Come è anche noto, la crisi si è manifestata per la prima volta il 10 di marzo con il collasso di una importante, ma non grandissima, banca californiana, la Silicon Valley Bank (SVB), specializzata nel finanziamento delle imprese della Silicon Valley; quasi subito dopo, la crisi ha toccato alcune altre banche minori USA, tra le quali la Signature Bank; poi si è trasferita in Europa, dove abbiamo dovuto registrare il crollo di un mito, quello delle banche svizzere, con la crisi del Credit Suisse, salvato poi da un intervento dell’UBS, operazione che ha lasciato comunque molti dubbi, molte polemiche e qualche strascico giudiziario; ha poi sfiorato la potente Deutsche Bank, mentre successivamente abbiamo assistito alle difficoltà della statunitense First Republic, acquisita all’ultimo momento, salvandola, dalla JP Morgan Chase, almeno per le parti più interessanti. What next? Esistono banche ancora in pericolo, e quali sono? O si tratta di una semplice onda anomala, ormai in via di esaurimento?

Quali le possibili cause

Naturalmente ci si è subito affannati a ricercare le cause di tale curioso fenomeno.Tra i motivi della crisi, ci sono, come al solito, gli errori commessi dal gruppo dirigente della SVB, un management che ha preso di recente troppi rischi; incidentalmente, la banca californiana faceva mutui soprattutto ai ricchi e, sembra, a condizioni vantaggiose. Già più di un anno prima del fallimento esperti esterni e consulenti della banca avevano individuato i pericoli presenti nel bilancio dell’istituto, ma non sono riusciti a convincere il gruppo dirigente interno a cambiare strada (Vandevelde ed altri, 2023). Cose simili si potrebbero forse dire anche per altri casi. Ma naturalmente c’è di più.

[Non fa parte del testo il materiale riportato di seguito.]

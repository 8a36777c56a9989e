//! Property-based test generators using proptest.

use crate::fixtures::{SalesOrder, SalesOrderDetail};
use proptest::prelude::*;

/// Events of the sales order lifecycle.
pub const SALES_ORDER_EVENT_NAMES: [&str; 6] = [
    "confirm",
    "partDelivery",
    "allDelivery",
    "signFor",
    "back",
    "returnGoods",
];

/// Strategy for sales order business codes.
pub fn order_id_strategy() -> impl Strategy<Value = String> {
    prop::string::string_regex("SO[0-9]{6}").expect("Invalid regex")
}

/// Strategy for customer names, sometimes padded with whitespace.
pub fn customer_name_strategy() -> impl Strategy<Value = String> {
    prop::string::string_regex(" ?[A-Z][a-z]{1,12}( [A-Z][a-z]{1,12})? ?").expect("Invalid regex")
}

/// Strategy for lifecycle statuses.
pub fn status_strategy() -> impl Strategy<Value = i64> {
    0i64..=6
}

/// Strategy for lifecycle event names.
pub fn event_name_strategy() -> impl Strategy<Value = &'static str> {
    prop::sample::select(SALES_ORDER_EVENT_NAMES.to_vec())
}

/// Strategy for unsaved order lines.
pub fn detail_strategy() -> impl Strategy<Value = SalesOrderDetail> {
    (
        prop::string::string_regex("SKU[0-9]{3}").expect("Invalid regex"),
        1u32..1000,
    )
        .prop_map(|(sku_code, quantity)| SalesOrderDetail {
            product_name: format!("Product {sku_code}"),
            sku_code,
            order_quantity: f64::from(quantity),
            ..SalesOrderDetail::default()
        })
}

/// Strategy for unsaved orders with up to `max_lines` lines.
pub fn sales_order_strategy(max_lines: usize) -> impl Strategy<Value = SalesOrder> {
    (
        order_id_strategy(),
        customer_name_strategy(),
        prop::collection::vec(detail_strategy(), 0..=max_lines),
    )
        .prop_map(|(order_id, customer_name, sales_order_details)| SalesOrder {
            order_id,
            customer_name,
            address: "1 Harbour Road".to_string(),
            sales_order_details,
            ..SalesOrder::default()
        })
}

/// Strategy for `(order_id, customer_name)` key candidates drawn from a small
/// alphabet so that duplicates are likely.
pub fn key_candidates_strategy(max: usize) -> impl Strategy<Value = Vec<(String, String)>> {
    prop::collection::vec(
        (
            prop::sample::select(vec!["A", "B", "C"]),
            prop::sample::select(vec!["X", "Y"]),
        )
            .prop_map(|(a, b)| (a.to_string(), b.to_string())),
        0..=max,
    )
}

Così a chi scrive è subito venuto alla mente come, dopo la crisi del 2008, le normative per il controllo degli istituti siano state rafforzate in Occidente in misura rilevante. Ma va ricordato anche che da molte parti, in particolare dal lato di molti economisti finanziari britannici (come è noto, la Gran Bretagna possiede forse le maggiori competenze sul tema), si è a suo tempo osservato come le nuove normative fossero ancora largamente insufficienti; in particolare sembravano ancora largamente inadeguati i livelli dei mezzi propri e di liquidità richiesti agli istituti. E almeno un cenno merita il fatto che da alcune parti si affermava, per chi scrive a ragione, che doveva essere del tutto rivisto il quadro istituzionale del settore, lasciando alle banche molto minori spazi di operatività: ma si veda su questo meglio più avanti.

Non poteva mancare, come è di rito in questi frangenti, l’autocritica della banca centrale, la Fed, a sottolineare l’inadeguatezza dei suoi organi di vigilanza. La Fed ha così rilasciato un documento di centinaia di pagine (Smialek, 2023), preparato da Michel S. Barr, un vicepresidente dell’istituto, in cui si documenta come gli standard di regolamentazione fossero troppo bassi e come la supervisione federale non sia intervenuta nel caso della SVB con la necessaria forza ed urgenza al fine di prevenire il collasso dell’istituto, mentre lo stesso Barr promette interventi per una più incisiva supervisione futura del settore. Mah, nel settore i rapporti tra controllori e controllati, negli Stati Uniti come anche altrove, fanno presto a diventare molto “rilassati”. Per altro verso, qualcuno ricorda come le norme di controllo dei rischi negli Stati Uniti siano enormemente dettagliate, ma come esse manchino per molti versi l’essenziale.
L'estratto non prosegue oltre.